Grantaire ()  is a fictional character from the 1862 novel Les Misérables by Victor Hugo. He is a student from the South of France and is one of the principal characters of the revolutionary group known as the Friends of the ABC. According to the novel, the Friends of the ABC only tolerate him because of his good humour. He often signs with his rebus: R and, at one point, Bossuet calls him "Capital R." He is a gambler and often drunk.

Description

Physical appearance
Grantaire is not physically attractive; he is described as "particularly ugly" or "inordinately homely," Contrastingly, Enjolras is described as having "...long fair lashes, blue eyes, that hair flying in the wind, rosy cheeks, pure lips, exquisite teeth".

Morality
Grantaire is a skeptic, believing in nothing, claiming to know nothing, with no values or goals.
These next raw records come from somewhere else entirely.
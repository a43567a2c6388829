//! HTML text helpers shared by the markup builders

/// Escape text for use in element content or a quoted attribute value
pub fn escape(s: &str) -> String {
    s.replace('&', "&amp;")
        .replace('<', "&lt;")
        .replace('>', "&gt;")
        .replace('"', "&quot;")
        .replace('\'', "&#39;")
}

/// Static message shown in place of content that failed to load
pub fn fallback_message(text: &str) -> String {
    format!(r#"<p class="text-white-50 text-center">{}</p>"#, escape(text))
}

#[cfg(test)]
mod tests {
    use super::*;

    #[test]
    fn test_escape() {
        assert_eq!(escape("a & b"), "a &amp; b");
        assert_eq!(
            escape(r#"<a href="x">it's</a>"#),
            "&lt;a href=&quot;x&quot;&gt;it&#39;s&lt;/a&gt;"
        );
        assert_eq!(escape("plain"), "plain");
    }

    #[test]
    fn test_fallback_message() {
        assert_eq!(
            fallback_message("Unable to load albums at this time."),
            r#"<p class="text-white-50 text-center">Unable to load albums at this time.</p>"#
        );
    }
}
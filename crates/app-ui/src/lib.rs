//! Page markup for bandsite
//!
//! This crate turns the content model from `app-core` into the HTML
//! fragments the site pages insert into their containers, and models the
//! page chrome that surrounds them.
//!
//! # Modules
//!
//! - [`embeds`] - Markup for classified embeds, behind the [`embeds::EmbedRenderer`] trait
//! - [`components`] - Post cards, album cards and whole page containers
//! - [`modal`] - Post detail modal state and contents
//! - [`comments`] - Giscus comment widget settings
//! - [`navigation`] - Navbar, active links, scrollspy and page paths
//! - [`html`] - Escaping and fallback messages
//!
//! # Example
//!
//! ```rust
//! use app_core::posts::BlogPost;
//! use app_ui::components::PostCard;
//!
//! let post = BlogPost::new(1, "New single", "2025-10-05")
//!     .with_author("Matt")
//!     .with_embeds(["https://youtu.be/dQw4w9WgXcQ"]);
//!
//! let html = PostCard::new(&post).render();
//! assert!(html.contains("https://www.youtube.com/embed/dQw4w9WgXcQ"));
//! ```

#![warn(missing_docs)]
#![warn(clippy::all)]

pub mod comments;
pub mod components;
pub mod embeds;
pub mod html;
pub mod modal;
pub mod navigation;

// Re-export commonly used types
pub use comments::GiscusConfig;
pub use components::{
    album_card, album_grid, album_link, latest_album, latest_news, news_feed, PostCard,
    PostClickAction, PostMedia, ALBUMS_UNAVAILABLE, LATEST_ALBUM_UNAVAILABLE,
    LATEST_NEWS_UNAVAILABLE, NEWS_UNAVAILABLE,
};
pub use embeds::{render_embeds, EmbedFragment, EmbedRenderer, HtmlEmbedRenderer};
pub use modal::{CloseTrigger, ModalState, ModalView, PostModal};
pub use navigation::{NavLink, NavbarState, ScrollSpyConfig, SHARED_COMPONENTS};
He takes little interest in the cause of the revolutionary students and is described in the novel as someone who was able to go along without any particular belief. His veneration, love, and admiration for Enjolras is the main reason that Grantaire spends time with Friends of the ABC, despite Enjolras's scorn for his scepticism.  Grantaire is the one in the group who knows the best places for everything in Paris and also about boxing, foot-fencing, and some dances.

Narrative
Grantaire plays a very small role in planning the fictitious June Rebellion. He is not an official member of the Friends of the ABC but is always present, usually intoxicated. He stays because of his admiration, love, and veneration for Enjolras. It is suggested in the text that Grantaire's love for Enjolras is romantic in nature, although this is never explicitly stated. Enjolras and Grantaire are compared to Orestes and Pylades as one cannot not come without the other. However, this is not an indication of any particular friendship or admiration from Enjolras' perspective. Enjolras is offended by Grantaire's nonchalance to their cause, on one occasion telling him not to "meddle in [the L'ABC's] affairs". Grantaire is used as the narrative foil of Enjolras. On the day of the rebellion, Grantaire is unconscious from drink and wakes up only when Enjolras is about to be executed. Grantaire walked in front of the firing squad calling, "Vive la République," or "Long Live the Republic," and dies hand in hand with him.

Adaptions 

Grantaire appears in many adaptions of Les Misérables, including the musical.

In the 2012 film version of the musical, the character is played by George Blagden.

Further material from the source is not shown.